+++ DATA FOR PROCESSING
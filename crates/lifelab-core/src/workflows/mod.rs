//! High-level entry points tying the engine and core layers together.

pub mod run;
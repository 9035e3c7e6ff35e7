//! Loading a pattern library from a TOML file.
//!
//! The expected layout is one table per category, one array of row-art
//! strings per pattern:
//!
//! ```toml
//! [spaceships]
//! glider = ["_#_", "__#", "###"]
//!
//! [still_lifes]
//! block = ["##", "##"]
//! ```
//!
//! The engine never reads from disk; this module exists so front-ends can
//! build a [`PatternLibrary`] from user-supplied files.

use crate::core::models::pattern::{PatternLibrary, PatternTemplate, TemplateError};
use std::collections::BTreeMap;
use std::path::Path;
use thiserror::Error;

#[derive(Debug, Error)]
pub enum LibraryLoadError {
    #[error("File I/O error for '{path}': {source}")]
    Io {
        path: String,
        source: std::io::Error,
    },

    #[error("TOML parsing error for '{path}': {source}")]
    Toml {
        path: String,
        source: toml::de::Error,
    },

    #[error("Bad template '{category}/{name}': {source}")]
    BadTemplate {
        category: String,
        name: String,
        source: TemplateError,
    },
}

pub fn load_library(path: &Path) -> Result<PatternLibrary, LibraryLoadError> {
    let content = std::fs::read_to_string(path).map_err(|e| LibraryLoadError::Io {
        path: path.to_string_lossy().to_string(),
        source: e,
    })?;
    let raw: BTreeMap<String, BTreeMap<String, Vec<String>>> =
        toml::from_str(&content).map_err(|e| LibraryLoadError::Toml {
            path: path.to_string_lossy().to_string(),
            source: e,
        })?;

    let mut library = PatternLibrary::new();
    for (category, patterns) in &raw {
        for (name, rows) in patterns {
            let template = PatternTemplate::from_rows(category, name, rows).map_err(|e| {
                LibraryLoadError::BadTemplate {
                    category: category.clone(),
                    name: name.clone(),
                    source: e,
                }
            })?;
            library.insert(template);
        }
    }
    Ok(library)
}

#[cfg(test)]
mod tests {
    use super::*;
    use std::io::Write;

    fn write_library(content: &str) -> (tempfile::TempDir, std::path::PathBuf) {
        let dir = tempfile::tempdir().unwrap();
        let path = dir.path().join("patterns.toml");
        let mut file = std::fs::File::create(&path).unwrap();
        file.write_all(content.as_bytes()).unwrap();
        (dir, path)
    }

    #[test]
    fn loads_a_well_formed_library() {
        let (_dir, path) = write_library(
            r####"
[spaceships]
glider = ["_#_", "__#", "###"]

[still_lifes]
block = ["##", "##"]
"####,
        );

        let library = load_library(&path).unwrap();
        assert_eq!(library.len(), 2);
        assert_eq!(library.get("spaceships", "glider").unwrap().population(), 5);
        assert_eq!(library.get("still_lifes", "block").unwrap().rows(), 2);
    }

    #[test]
    fn missing_file_is_an_io_error() {
        let dir = tempfile::tempdir().unwrap();
        let result = load_library(&dir.path().join("absent.toml"));
        assert!(matches!(result, Err(LibraryLoadError::Io { .. })));
    }

    #[test]
    fn invalid_toml_is_a_parse_error() {
        let (_dir, path) = write_library("this is not toml = [");
        let result = load_library(&path);
        assert!(matches!(result, Err(LibraryLoadError::Toml { .. })));
    }

    #[test]
    fn bad_row_art_names_the_offending_template() {
        let (_dir, path) = write_library(
            r##"
[oscillators]
blinker = ["#*#"]
"##,
        );

        match load_library(&path) {
            Err(LibraryLoadError::BadTemplate {
                category,
                name,
                source,
            }) => {
                assert_eq!(category, "oscillators");
                assert_eq!(name, "blinker");
                assert_eq!(source, TemplateError::BadCell { found: '*' });
            }
            other => panic!("expected BadTemplate, got {:?}", other),
        }
    }
}
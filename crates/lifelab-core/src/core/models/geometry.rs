use nalgebra::Vector2;

/// A vector in cell space: `x` is the column, `y` is the row.
///
/// Signed so that positions of partially off-grid instances and move deltas
/// can both be expressed with one type.
pub type CellVec = Vector2<i32>;

/// The four directions a selected instance can be nudged in.
#[derive(Debug, Clone, Copy, PartialEq, Eq, Hash)]
pub enum Direction {
    Up,
    Down,
    Left,
    Right,
}

impl Direction {
    /// The unit move delta for this direction.
    pub fn unit(self) -> CellVec {
        match self {
            Direction::Up => CellVec::new(0, -1),
            Direction::Down => CellVec::new(0, 1),
            Direction::Left => CellVec::new(-1, 0),
            Direction::Right => CellVec::new(1, 0),
        }
    }
}
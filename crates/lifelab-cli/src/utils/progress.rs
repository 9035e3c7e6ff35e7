use indicatif::{ProgressBar, ProgressState, ProgressStyle};
use lifelab::engine::progress::{Progress, ProgressCallback};
use std::sync::{Arc, Mutex};
use tracing::warn;

#[derive(Clone)]
pub struct CliProgressHandler {
    pb: Arc<Mutex<ProgressBar>>,
}

impl CliProgressHandler {
    pub fn new() -> Self {
        let pb = ProgressBar::new(0).with_style(Self::bar_style());
        pb.set_draw_target(indicatif::ProgressDrawTarget::stderr());
        pb.finish_and_clear();

        Self {
            pb: Arc::new(Mutex::new(pb)),
        }
    }

    pub fn get_callback(&self) -> ProgressCallback<'static> {
        let pb_clone = self.pb.clone();

        Box::new(move |progress: Progress| {
            let Ok(pb_guard) = pb_clone.lock() else {
                warn!("Progress bar mutex was poisoned. Cannot update progress.");
                return;
            };

            match progress {
                Progress::RunStart { total_generations } => {
                    pb_guard.reset();
                    pb_guard.set_length(total_generations);
                    pb_guard.set_position(0);
                    pb_guard.set_style(Self::bar_style());
                    pb_guard.set_message("Simulating".to_string());
                }
                Progress::Generation {
                    generation,
                    population,
                } => {
                    pb_guard.set_position(generation);
                    pb_guard.set_message(format!("population {}", population));
                }
                Progress::RunFinish => {
                    if pb_guard.position() < pb_guard.length().unwrap_or(0) {
                        pb_guard.set_position(pb_guard.length().unwrap_or(0));
                    }
                    pb_guard.finish();
                }
                Progress::Message(msg) => {
                    if !pb_guard.is_finished() {
                        pb_guard.println(format!("  {}", msg));
                    } else {
                        pb_guard.set_message(msg);
                    }
                }
            }
        })
    }

    fn bar_style() -> ProgressStyle {
        ProgressStyle::with_template("{msg:<20} [{bar:40.cyan/blue}] {pos}/{len} ({eta})")
            .expect("Failed to create bar style template")
            .with_key(
                "eta",
                |state: &ProgressState, w: &mut dyn std::fmt::Write| {
                    write!(w, "{:.1}s", state.eta().as_secs_f64()).unwrap()
                },
            )
            .progress_chars("##-")
    }
}

impl Default for CliProgressHandler {
    fn default() -> Self {
        Self::new()
    }
}
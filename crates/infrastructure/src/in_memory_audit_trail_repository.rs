use std::collections::HashMap;

use async_trait::async_trait;
use proptrack_application::AuditTrailRepository;
use proptrack_core::{AppResult, RecordId};
use proptrack_domain::AuditTrail;
use tokio::sync::RwLock;

/// In-memory audit trail repository implementation.
#[derive(Debug, Default)]
pub struct InMemoryAuditTrailRepository {
    trails: RwLock<HashMap<RecordId, AuditTrail>>,
}

impl InMemoryAuditTrailRepository {
    /// Creates an empty in-memory repository.
    #[must_use]
    pub fn new() -> Self {
        Self {
            trails: RwLock::new(HashMap::new()),
        }
    }
}

#[async_trait]
impl AuditTrailRepository for InMemoryAuditTrailRepository {
    async fn find_trail(&self, document_id: &RecordId) -> AppResult<Option<AuditTrail>> {
        Ok(self.trails.read().await.get(document_id).cloned())
    }

    async fn save_trail(&self, trail: &AuditTrail) -> AppResult<()> {
        self.trails
            .write()
            .await
            .insert(trail.document_id().clone(), trail.clone());
        Ok(())
    }
}
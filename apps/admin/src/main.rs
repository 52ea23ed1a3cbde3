//! Proptrack administration tool for roles and signing audit trails.

#![forbid(unsafe_code)]

mod admin_config;
mod command;

use std::env;
use std::sync::Arc;

use proptrack_application::{DocumentDelivery, DocumentSigningService, PermissionStore};
use proptrack_core::{AppError, AppResult};
use proptrack_domain::{AuditTrail, default_roles};
use proptrack_infrastructure::{
    ConsoleDocumentDeliveryService, JsonFileAuditTrailRepository,
    JsonFilePermissionStateRepository,
};
use tracing::info;

use admin_config::{AdminConfig, init_tracing};
use command::Command;

#[tokio::main]
async fn main() -> Result<(), AppError> {
    dotenvy::dotenv().ok();
    init_tracing();

    let config = AdminConfig::load()?;
    let args: Vec<String> = env::args().skip(1).collect();
    let command = Command::parse(&args)?;

    info!(
        data_dir = %config.data_dir.display(),
        seed_default_roles = config.seed_default_roles,
        "proptrack-admin started"
    );

    match command {
        Command::ListRoles
        | Command::Can { .. }
        | Command::UseRole(_)
        | Command::DeleteRole(_) => run_role_command(&config, command),
        _ => run_trail_command(&config, command).await,
    }
}

fn load_permission_store(config: &AdminConfig) -> AppResult<PermissionStore> {
    let repository = Arc::new(JsonFilePermissionStateRepository::new(&config.data_dir));

    if config.seed_default_roles {
        PermissionStore::load_or_seed(repository, default_roles())
    } else {
        PermissionStore::load(repository)
    }
}

fn run_role_command(config: &AdminConfig, command: Command) -> AppResult<()> {
    let mut store = load_permission_store(config)?;

    match command {
        Command::ListRoles => {
            for role in store.roles() {
                let marker = if store.active_role_id() == Some(role.id) {
                    "*"
                } else {
                    " "
                };
                let kind = if role.is_system { "system" } else { "custom" };
                println!(
                    "{marker} {:>3}  {:<20} {kind:<6}  {}",
                    role.id, role.name, role.description
                );
            }
            Ok(())
        }
        Command::Can { action, resource } => {
            println!("{}", store.can(action, resource.as_str()));
            Ok(())
        }
        Command::UseRole(role_id) => store.set_active_role(role_id),
        Command::DeleteRole(role_id) => {
            if store.role(role_id).is_some_and(|role| role.is_system) {
                return Err(AppError::Forbidden(format!(
                    "role '{role_id}' is a system role and cannot be deleted"
                )));
            }
            store.delete_role(role_id)
        }
        _ => Err(AppError::Internal(
            "trail command routed to role handler".to_owned(),
        )),
    }
}

async fn run_trail_command(config: &AdminConfig, command: Command) -> AppResult<()> {
    let service = DocumentSigningService::new(
        Arc::new(JsonFileAuditTrailRepository::new(config.audit_trail_dir())),
        Arc::new(ConsoleDocumentDeliveryService::new()),
    );

    let trail = match command {
        Command::StartTrail(document_id) => service.start_trail(document_id).await?,
        Command::AddSigner {
            document_id,
            signer_id,
            name,
            email,
        } => {
            service
                .add_signer(&document_id, signer_id, name.as_str(), email.as_str())
                .await?
        }
        Command::RecordConsent {
            document_id,
            signer_id,
            ip_address,
        } => {
            service
                .record_consent(&document_id, &signer_id, ip_address, None)
                .await?
        }
        Command::RecordSignature {
            document_id,
            signer_id,
            ip_address,
        } => {
            service
                .record_signature(&document_id, &signer_id, ip_address, None)
                .await?
        }
        Command::SendDocument {
            document_id,
            method,
            recipient,
            message,
        } => {
            service
                .send_document(DocumentDelivery {
                    document_id,
                    method,
                    recipient,
                    message,
                })
                .await?
        }
        Command::CompleteTrail(document_id) => service.complete(&document_id).await?,
        Command::Certificate { document_id, title } => {
            let certificate = service.certificate(&document_id, title.as_str()).await?;
            println!("{certificate}");
            return Ok(());
        }
        _ => {
            return Err(AppError::Internal(
                "role command routed to trail handler".to_owned(),
            ));
        }
    };

    print_trail_summary(&trail);
    Ok(())
}

fn print_trail_summary(trail: &AuditTrail) {
    println!(
        "document {}: {} signer(s), {} action(s), {}",
        trail.document_id(),
        trail.signers().len(),
        trail.actions().len(),
        if trail.is_completed() {
            "completed"
        } else {
            "open"
        }
    );
}
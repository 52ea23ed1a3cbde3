use std::env;
use std::path::PathBuf;

use proptrack_core::{AppError, AppResult};
use tracing_subscriber::EnvFilter;

#[derive(Debug, Clone)]
pub struct AdminConfig {
    pub data_dir: PathBuf,
    pub seed_default_roles: bool,
}

impl AdminConfig {
    pub fn load() -> AppResult<Self> {
        let data_dir = env::var("PROPTRACK_DATA_DIR")
            .ok()
            .map(|value| value.trim().to_owned())
            .filter(|value| !value.is_empty())
            .unwrap_or_else(|| "./data".to_owned());

        let seed_default_roles = match env::var("PROPTRACK_SEED_DEFAULT_ROLES")
            .unwrap_or_else(|_| "true".to_owned())
            .trim()
            .to_ascii_lowercase()
            .as_str()
        {
            "true" | "1" | "yes" => true,
            "false" | "0" | "no" => false,
            other => {
                return Err(AppError::Validation(format!(
                    "PROPTRACK_SEED_DEFAULT_ROLES must be 'true' or 'false', got '{other}'"
                )));
            }
        };

        Ok(Self {
            data_dir: PathBuf::from(data_dir),
            seed_default_roles,
        })
    }

    pub fn audit_trail_dir(&self) -> PathBuf {
        self.data_dir.join("audit-trails")
    }
}

pub fn init_tracing() {
    let env_filter = EnvFilter::try_from_default_env().unwrap_or_else(|_| EnvFilter::new("info"));

    tracing_subscriber::fmt()
        .with_env_filter(env_filter)
        .with_target(false)
        .compact()
        .init();
}
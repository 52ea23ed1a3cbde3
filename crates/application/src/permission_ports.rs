use proptrack_core::AppResult;
use proptrack_domain::PermissionState;

/// Repository port for the durable authorization state record.
///
/// Calls are synchronous: the store writes through on every mutation before
/// the in-memory state changes.
pub trait PermissionStateRepository: Send + Sync {
    /// Loads the last persisted state, or `None` when nothing was written yet.
    fn load_state(&self) -> AppResult<Option<PermissionState>>;

    /// Replaces the persisted state.
    fn save_state(&self, state: &PermissionState) -> AppResult<()>;
}
//! Application services and ports.

#![forbid(unsafe_code)]

mod document_signing_service;
mod permission_ports;
mod permission_store;
mod signing_ports;

pub use document_signing_service::DocumentSigningService;
pub use permission_ports::PermissionStateRepository;
pub use permission_store::PermissionStore;
pub use signing_ports::{AuditTrailRepository, DocumentDelivery, DocumentDeliveryService};
use std::io::ErrorKind;
use std::path::{Path, PathBuf};

use async_trait::async_trait;
use proptrack_application::AuditTrailRepository;
use proptrack_core::{AppError, AppResult, RecordId};
use proptrack_domain::AuditTrail;
use sha2::{Digest, Sha256};
use tokio::fs;

const MAX_PLAIN_STEM_LEN: usize = 128;
const MAX_HEX_ENCODED_ID_LEN: usize = 100;

/// File-backed audit trails, one JSON document per document id.
#[derive(Debug, Clone)]
pub struct JsonFileAuditTrailRepository {
    directory: PathBuf,
}

impl JsonFileAuditTrailRepository {
    /// Creates a repository storing trails under `directory`.
    #[must_use]
    pub fn new(directory: impl AsRef<Path>) -> Self {
        Self {
            directory: directory.as_ref().to_path_buf(),
        }
    }

    fn trail_path(&self, document_id: &RecordId) -> PathBuf {
        self.directory.join(trail_file_name(document_id))
    }
}

/// Maps a document id to a file name that cannot escape the directory and
/// keeps numeric and text ids apart.
///
/// Names stay well under the usual 255-byte limit: ids too long to hex-encode
/// are stored under their SHA-256 digest, and the full id lives in the JSON.
fn trail_file_name(document_id: &RecordId) -> String {
    match document_id {
        RecordId::Number(value) => format!("number-{value}.json"),
        RecordId::Text(value) if is_plain_file_stem(value) => format!("text-{value}.json"),
        RecordId::Text(value) if value.len() <= MAX_HEX_ENCODED_ID_LEN => {
            format!("hex-{}.json", hex::encode(value.as_bytes()))
        }
        RecordId::Text(value) => {
            format!("sha256-{}.json", hex::encode(Sha256::digest(value.as_bytes())))
        }
    }
}

fn is_plain_file_stem(value: &str) -> bool {
    !value.is_empty()
        && value.len() <= MAX_PLAIN_STEM_LEN
        && value
            .chars()
            .all(|character| character.is_ascii_alphanumeric() || matches!(character, '-' | '_'))
}

#[async_trait]
impl AuditTrailRepository for JsonFileAuditTrailRepository {
    async fn find_trail(&self, document_id: &RecordId) -> AppResult<Option<AuditTrail>> {
        let path = self.trail_path(document_id);
        let contents = match fs::read_to_string(&path).await {
            Ok(contents) => contents,
            Err(error) if error.kind() == ErrorKind::NotFound => return Ok(None),
            Err(error) => {
                return Err(AppError::Internal(format!(
                    "failed to read '{}': {error}",
                    path.display()
                )));
            }
        };

        let trail: AuditTrail = serde_json::from_str(contents.as_str()).map_err(|error| {
            AppError::Internal(format!(
                "failed to parse audit trail for document '{document_id}': {error}"
            ))
        })?;

        if trail.document_id() != document_id {
            return Err(AppError::Internal(format!(
                "'{}' holds the trail of document '{}', not '{document_id}'",
                path.display(),
                trail.document_id()
            )));
        }

        Ok(Some(trail))
    }

    async fn save_trail(&self, trail: &AuditTrail) -> AppResult<()> {
        fs::create_dir_all(&self.directory).await.map_err(|error| {
            AppError::Internal(format!(
                "failed to create '{}': {error}",
                self.directory.display()
            ))
        })?;

        let payload = serde_json::to_vec_pretty(trail).map_err(|error| {
            AppError::Internal(format!(
                "failed to serialize audit trail for document '{}': {error}",
                trail.document_id()
            ))
        })?;

        let path = self.trail_path(trail.document_id());
        let staging_path = path.with_extension("json.tmp");
        fs::write(&staging_path, payload).await.map_err(|error| {
            AppError::Internal(format!(
                "failed to write '{}': {error}",
                staging_path.display()
            ))
        })?;
        fs::rename(&staging_path, &path).await.map_err(|error| {
            AppError::Internal(format!("failed to replace '{}': {error}", path.display()))
        })
    }
}
//! Domain entities and invariants.

#![forbid(unsafe_code)]

mod certificate;
mod compliance;
mod security;

pub use certificate::{render_certificate, render_certificate_at};
pub use compliance::{
    AuditTrail, ComplianceAction, ComplianceEvent, DEFAULT_VERIFICATION_METHOD, DeliveryMethod,
    Signer,
};
pub use security::{
    Action, NewRole, Permission, PermissionState, Resource, Role, RolePatch, default_roles,
};
//! Shared primitives for all Rust crates in Proptrack.

#![forbid(unsafe_code)]

use std::fmt::{Display, Formatter};

use serde::{Deserialize, Serialize};
use thiserror::Error;

/// Result type used across Proptrack crates.
pub type AppResult<T> = Result<T, AppError>;

/// Identifier of an externally owned record such as a document or a signer.
///
/// Upstream systems hand out both numeric keys and opaque string keys, so the
/// value keeps whichever shape it was given and serializes back to the same
/// JSON form.
#[derive(Debug, Clone, PartialEq, Eq, Hash, PartialOrd, Ord, Serialize, Deserialize)]
#[serde(untagged)]
pub enum RecordId {
    /// Integer key.
    Number(i64),
    /// Opaque string key.
    Text(String),
}

impl RecordId {
    /// Parses a command-line or transport value, preferring the integer form.
    #[must_use]
    pub fn parse(value: &str) -> Self {
        value
            .trim()
            .parse::<i64>()
            .map(Self::Number)
            .unwrap_or_else(|_| Self::Text(value.to_owned()))
    }
}

impl From<i64> for RecordId {
    fn from(value: i64) -> Self {
        Self::Number(value)
    }
}

impl From<&str> for RecordId {
    fn from(value: &str) -> Self {
        Self::Text(value.to_owned())
    }
}

impl From<String> for RecordId {
    fn from(value: String) -> Self {
        Self::Text(value)
    }
}

impl Display for RecordId {
    fn fmt(&self, formatter: &mut Formatter<'_>) -> std::fmt::Result {
        match self {
            Self::Number(value) => write!(formatter, "{value}"),
            Self::Text(value) => write!(formatter, "{value}"),
        }
    }
}

/// Common application error categories.
#[derive(Debug, Error)]
pub enum AppError {
    /// Invalid input or violated invariant.
    #[error("validation error: {0}")]
    Validation(String),

    /// Requested resource does not exist.
    #[error("not found: {0}")]
    NotFound(String),

    /// Write operation conflicts with existing state.
    #[error("conflict: {0}")]
    Conflict(String),

    /// Caller is blocked by authorization policy.
    #[error("forbidden: {0}")]
    Forbidden(String),

    /// Internal unexpected error.
    #[error("internal error: {0}")]
    Internal(String),
}

#[cfg(test)]
mod tests {
    use super::RecordId;

    #[test]
    fn record_id_parse_prefers_integers() {
        assert_eq!(RecordId::parse("42"), RecordId::Number(42));
        assert_eq!(RecordId::parse("doc-1"), RecordId::Text("doc-1".to_owned()));
    }

    #[test]
    fn record_id_keeps_json_shape() {
        let numeric = serde_json::to_string(&RecordId::Number(7)).unwrap_or_default();
        let text = serde_json::to_string(&RecordId::from("s1")).unwrap_or_default();
        assert_eq!(numeric, "7");
        assert_eq!(text, "\"s1\"");

        let restored: Result<RecordId, _> = serde_json::from_str("\"s1\"");
        assert!(matches!(restored, Ok(RecordId::Text(value)) if value == "s1"));
    }

    #[test]
    fn record_id_displays_raw_value() {
        assert_eq!(RecordId::Number(3).to_string(), "3");
        assert_eq!(RecordId::from("doc-1").to_string(), "doc-1");
    }
}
++++++
▶ **WHAT IS REQUIRED**: Among the lines above, which hold the word "DeleteRole"? Report each one.

▶ **ANSWER TO THIS TASK**:
        | Command::DeleteRole(_) => run_role_command(&config, command),
        Command::DeleteRole(role_id) => {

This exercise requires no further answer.